As you say, PMR is now showing affection to Microsoft contrary to his Open SOurce position. Why? Because Microsoft’s solution works (on, and he is getting eChemistry funding from Microsoft too as he willingly admits). I KNOW Microsoft tests their software. One of my closest friends HAS that role at Microsoft.
So, what was the point of PMR’s post…I think it’s that Egon and Peter are doing what they should be doing in terms of testing? Oh. Ok. The rest of the industry does it anyway.
June 4th, 2008 at 9:13 am
As someone who’s part of the “Blue Obelisk,” I’d suggest you take Peter’s words with a large grain of salt. As ChemSpiderMan indicates, he has a clear agenda, which is not necessarily shared by others. One might argue he doesn’t even reflect his own views — if he’s such a believer in open source software, why does he use a Windows laptop?
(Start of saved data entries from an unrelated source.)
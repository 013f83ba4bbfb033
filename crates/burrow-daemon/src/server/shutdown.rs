use tokio::signal::unix::{SignalKind, signal};
use tokio_util::sync::CancellationToken;
use tracing::info;

use crate::errors::DaemonError;

/// Wait for SIGTERM, SIGINT or SIGHUP, then cancel `token`.
///
/// A session daemon has no terminal of its own, so a hangup only arrives
/// when someone sends it on purpose. All three end the session the same way
/// a `kill` request does.
pub async fn wait_for_shutdown_signal(token: CancellationToken) -> Result<(), DaemonError> {
    let mut sigterm = signal(SignalKind::terminate())?;
    let mut sigint = signal(SignalKind::interrupt())?;
    let mut sighup = signal(SignalKind::hangup())?;

    let name = tokio::select! {
        _ = sigterm.recv() => "SIGTERM",
        _ = sigint.recv() => "SIGINT",
        _ = sighup.recv() => "SIGHUP",
        _ = token.cancelled() => return Ok(()),
    };
    info!(event = "daemon.server.signal_received", signal = name);

    token.cancel();
    Ok(())
}
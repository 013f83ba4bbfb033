use std::io::{Read, Write};
use std::path::Path;

use bytes::Bytes;
use portable_pty::{Child, CommandBuilder, MasterPty, PtySize, native_pty_system};
use tokio::sync::{mpsc, oneshot};
use tracing::{debug, error, info, warn};

use crate::errors::DaemonError;

/// Handle to the session's PTY and its child process.
///
/// The writer is not here: it lives on its own blocking task so a child that
/// stops reading its input can never stall whoever holds this handle.
pub struct ManagedPty {
    /// Master end of the PTY. Used for resize.
    master: Box<dyn MasterPty + Send>,
    /// Child process handle. Used for wait/kill.
    child: Box<dyn Child + Send + Sync>,
}

/// Everything `ManagedPty::spawn` hands back.
pub struct SpawnedPty {
    pub pty: ManagedPty,
    pub reader: Box<dyn Read + Send>,
    pub writer: Box<dyn Write + Send>,
}

impl ManagedPty {
    /// Open a PTY and spawn `program args..` in it.
    pub fn spawn(
        program: &str,
        args: &[String],
        cwd: &Path,
        cols: u16,
        rows: u16,
        env_vars: &[(String, String)],
    ) -> Result<SpawnedPty, DaemonError> {
        let size = PtySize {
            rows,
            cols,
            pixel_width: 0,
            pixel_height: 0,
        };

        let pair = native_pty_system()
            .openpty(size)
            .map_err(|e| DaemonError::PtyError(format!("openpty: {}", e)))?;

        let mut cmd = CommandBuilder::new(program);
        cmd.args(args);
        cmd.cwd(cwd);
        for (key, value) in env_vars {
            cmd.env(key, value);
        }

        info!(
            event = "daemon.pty.spawn_started",
            program = program,
            cwd = %cwd.display(),
            rows = rows,
            cols = cols,
        );

        let child = pair
            .slave
            .spawn_command(cmd)
            .map_err(|e| DaemonError::PtyError(format!("spawn {}: {}", program, e)))?;
        // Only the child keeps the slave open, so its exit ends our reads.
        drop(pair.slave);

        let reader = pair
            .master
            .try_clone_reader()
            .map_err(|e| DaemonError::PtyError(format!("clone reader: {}", e)))?;
        let writer = pair
            .master
            .take_writer()
            .map_err(|e| DaemonError::PtyError(format!("take writer: {}", e)))?;

        info!(
            event = "daemon.pty.spawn_completed",
            pid = ?child.process_id(),
        );

        Ok(SpawnedPty {
            pty: ManagedPty {
                master: pair.master,
                child,
            },
            reader,
            writer,
        })
    }

    pub fn resize(&mut self, cols: u16, rows: u16) -> Result<(), DaemonError> {
        let new_size = PtySize {
            rows,
            cols,
            pixel_width: 0,
            pixel_height: 0,
        };
        self.master
            .resize(new_size)
            .map_err(|e| DaemonError::PtyError(format!("resize: {}", e)))?;
        debug!(event = "daemon.pty.resize_completed", rows = rows, cols = cols);
        Ok(())
    }

    pub fn child_process_id(&self) -> Option<u32> {
        self.child.process_id()
    }

    /// Exit code if the child has exited, without blocking.
    pub fn try_exit_code(&mut self) -> Result<Option<u32>, DaemonError> {
        self.child
            .try_wait()
            .map(|status| status.map(|s| s.exit_code()))
            .map_err(|e| DaemonError::PtyError(format!("try_wait: {}", e)))
    }

    pub fn kill(&mut self) -> Result<(), DaemonError> {
        self.child
            .kill()
            .map_err(|e| DaemonError::PtyError(format!("kill: {}", e)))
    }
}

/// Spawn a blocking task that reads PTY output and hands each chunk to
/// `on_output`.
///
/// The task ends on EOF or on a read error other than `EINTR`, then fires
/// `exited`. On Linux a closed slave shows up as `EIO`, which is treated as
/// EOF.
pub fn spawn_pty_reader<F>(
    mut reader: Box<dyn Read + Send>,
    mut on_output: F,
    exited: oneshot::Sender<()>,
) -> tokio::task::JoinHandle<()>
where
    F: FnMut(Bytes) + Send + 'static,
{
    tokio::task::spawn_blocking(move || {
        let mut buf = [0u8; 4096];
        loop {
            match reader.read(&mut buf) {
                Ok(0) => {
                    debug!(event = "daemon.pty.reader_eof");
                    break;
                }
                Ok(n) => on_output(Bytes::copy_from_slice(&buf[..n])),
                Err(e) if e.kind() == std::io::ErrorKind::Interrupted => continue,
                Err(e) if e.raw_os_error() == Some(nix::libc::EIO) => {
                    debug!(event = "daemon.pty.reader_eof", reason = "EIO");
                    break;
                }
                Err(e) => {
                    error!(event = "daemon.pty.reader_error", error = %e);
                    break;
                }
            }
        }
        let _ = exited.send(());
    })
}

/// Spawn a blocking task that owns the PTY writer and writes queued input in
/// order. Dropping every sender ends the task.
pub fn spawn_pty_writer(mut writer: Box<dyn Write + Send>) -> mpsc::UnboundedSender<Bytes> {
    let (tx, mut rx) = mpsc::unbounded_channel::<Bytes>();
    tokio::task::spawn_blocking(move || {
        while let Some(data) = rx.blocking_recv() {
            if let Err(e) = writer.write_all(&data).and_then(|_| writer.flush()) {
                warn!(event = "daemon.pty.write_failed", error = %e);
                break;
            }
        }
    });
    tx
}
use clap::ArgMatches;
use tracing::{error, info, warn};

use burrow_core::list_sessions;

use super::helpers::{self, CliContext};
use crate::color;
use crate::table::TableFormatter;

pub(crate) fn handle_list_command(
    ctx: &CliContext,
    matches: &ArgMatches,
) -> Result<(), Box<dyn std::error::Error>> {
    let json_output = matches.get_flag("json");
    info!(event = "cli.list_started", json_output = json_output);

    let listing = list_sessions(&ctx.registry).map_err(|e| {
        helpers::report("Could not list sessions", &e, "cli.list_failed");
        e
    })?;

    for bad in &listing.malformed {
        eprintln!("{} {}", color::warning("Skipping entry:"), bad);
        warn!(event = "cli.list_malformed_entry", error = %bad);
    }
    for entry in &listing.unresponsive {
        eprintln!(
            "{} {}",
            color::warning("Not responding:"),
            color::hint(entry)
        );
    }

    if json_output {
        match serde_json::to_string_pretty(&listing.live) {
            Ok(json) => println!("{}", json),
            Err(e) => {
                eprintln!("{} {}", color::error("Could not encode sessions:"), e);
                error!(event = "cli.list_failed", error = %e);
                return Err(e.into());
            }
        }
    } else if listing.live.is_empty() {
        println!("{}", color::muted("No sessions running."));
    } else {
        TableFormatter::new(&listing.live).print_table(&listing.live);
    }

    info!(
        event = "cli.list_completed",
        count = listing.live.len(),
        cleaned = listing.cleaned.len()
    );
    Ok(())
}
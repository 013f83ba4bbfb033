pub mod engine;
pub mod errors;
pub mod protocol;
pub mod pty;
pub mod server;
pub mod session;
pub mod types;

// Primary re-exports
pub use engine::{EngineError, TerminalEngine, Vt100Engine};
pub use errors::DaemonError;
pub use server::run_server;
pub use server::shutdown::wait_for_shutdown_signal;
pub use types::{DaemonConfig, SessionSpec, load_daemon_config, load_daemon_config_from};
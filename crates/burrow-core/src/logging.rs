use std::sync::OnceLock;

use tracing_subscriber::prelude::*;
use tracing_subscriber::{EnvFilter, Registry, fmt, reload};

/// Environment variable holding a tracing filter directive.
pub const LOG_ENV: &str = "BURROW_LOG";

static FILTER_HANDLE: OnceLock<reload::Handle<EnvFilter, Registry>> = OnceLock::new();

fn build_filter(quiet: bool) -> EnvFilter {
    if quiet {
        return EnvFilter::new("off");
    }
    EnvFilter::try_from_env(LOG_ENV).unwrap_or_else(|_| EnvFilter::new("info"))
}

/// Install the global JSON subscriber on stderr.
///
/// `quiet` turns every event off so user-facing output stays clean; the CLI
/// passes `!verbose`. Safe to call more than once, later calls are ignored.
pub fn init_logging(quiet: bool) {
    let (filter, handle) = reload::Layer::new(build_filter(quiet));
    let layer = fmt::layer()
        .json()
        .with_writer(std::io::stderr)
        .with_target(false);

    if tracing_subscriber::registry()
        .with(filter)
        .with(layer)
        .try_init()
        .is_ok()
    {
        let _ = FILTER_HANDLE.set(handle);
    }
}

/// Swap the active filter. A freshly daemonized session calls this with
/// `false` once its stderr points at the session log.
pub fn set_quiet(quiet: bool) {
    if let Some(handle) = FILTER_HANDLE.get()
        && let Err(e) = handle.reload(build_filter(quiet))
    {
        eprintln!("burrow: failed to reload log filter: {}", e);
    }
}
In some very real sense, Peter has become the chemical software version of Richard Stallman. (I don’t write those words lightly.) He’s doing more talking than writing code. Indeed, when he contributed CML code to Open Babel, he wrote all of 6 unit tests. And he has since disappeared, except occasional complaints that CML support doesn’t match his ever-changing standard.
Personally, when Peter goes off on a rant, I tend to shrug my shoulders. I don’t read his blog much anymore, and haven’t commented in ages.